Improving the Fairness of Deep-Learning, Short-term Crime Prediction with Under-reporting-aware Models
Jiahui Wu, Vanessa Frias-Martinez
TL;DR
This work tackles bias in short-term, place-based crime prediction arising from under-reporting and demographic disparities. It introduces an under-reporting-aware deep learning architecture with two branches: a true-crime predictor using neighbor-convolution on crime and mobility features, and a crime-reporting convolutional gate estimating the under-reporting rate $\\pi_i$ from ACS determinants. Training optimizes predicted reported crimes $z_{i,t}$ to match observed data, while inference uses the true-crime branch to identify next-day hotspots. Across four US cities and two crime types, the approach improves fairness metrics (SP, FPR, FNR, LI) relative to baselines, albeit with a trade-off in accuracy, highlighting the practical balance between equitable predictions and predictive performance.
Abstract
Deep learning crime predictive tools use past crime data and additional behavioral datasets to forecast future crimes.

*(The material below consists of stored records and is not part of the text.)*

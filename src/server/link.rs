//! Serial link plumbing: feeds raw bytes into the reassembly buffer and
//! writes responses back, enforcing the inter-frame silence timeout.

use super::{ReassemblyBuffer, RtuServer};
use std::io;
use std::time::Duration;
use tokio::io::{AsyncRead, AsyncReadExt, AsyncWrite, AsyncWriteExt};
use tokio::time::timeout;

/// Serve requests from a byte-stream transport until it is closed.
///
/// `silence` is the inter-frame gap after which a partial frame is
/// discarded, usually obtained from [`silence_timeout`](super::silence_timeout).
/// A clean end of stream returns `Ok(())`; buffered fragment bytes are
/// dropped with it.
pub async fn serve<T>(
    mut transport: T,
    mut server: RtuServer,
    silence: Duration,
) -> io::Result<()>
where
    T: AsyncRead + AsyncWrite + Unpin,
{
    let mut buffer = ReassemblyBuffer::new();
    let mut chunk = [0u8; 256];
    loop {
        let read = if buffer.is_empty() {
            transport.read(&mut chunk).await?
        } else {
            // A frame is in flight. If the line stays silent the
            // fragment cannot be completed and is discarded.
            match timeout(silence, transport.read(&mut chunk)).await {
                Ok(read) => read?,
                Err(_) => {
                    buffer.clear();
                    continue;
                }
            }
        };
        if read == 0 {
            log::debug!("Transport closed");
            return Ok(());
        }
        buffer.push(&chunk[..read]);
        while let Some(frame) = buffer.try_extract() {
            if let Some(response) = server.process_frame(frame.slave, &frame.pdu) {
                transport.write_all(&response).await?;
                transport.flush().await?;
            }
        }
    }
}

Nevertheless, these tools have been shown to suffer from unfair predictions across minority racial and ethnic groups. Current approaches to address this unfairness generally propose either pre-processing methods that mitigate the bias in the training datasets by applying corrections to crime counts based on domain knowledge or in-processing methods that are implemented as fairness regularizers to optimize for both accuracy and fairness. In this paper, we propose a novel deep learning architecture that combines the power of these two approaches to increase prediction fairness. Our results show that the proposed model improves the fairness of crime predictions when compared to models with in-processing de-biasing approaches and with models without any type of bias correction, albeit at the cost of reducing accuracy.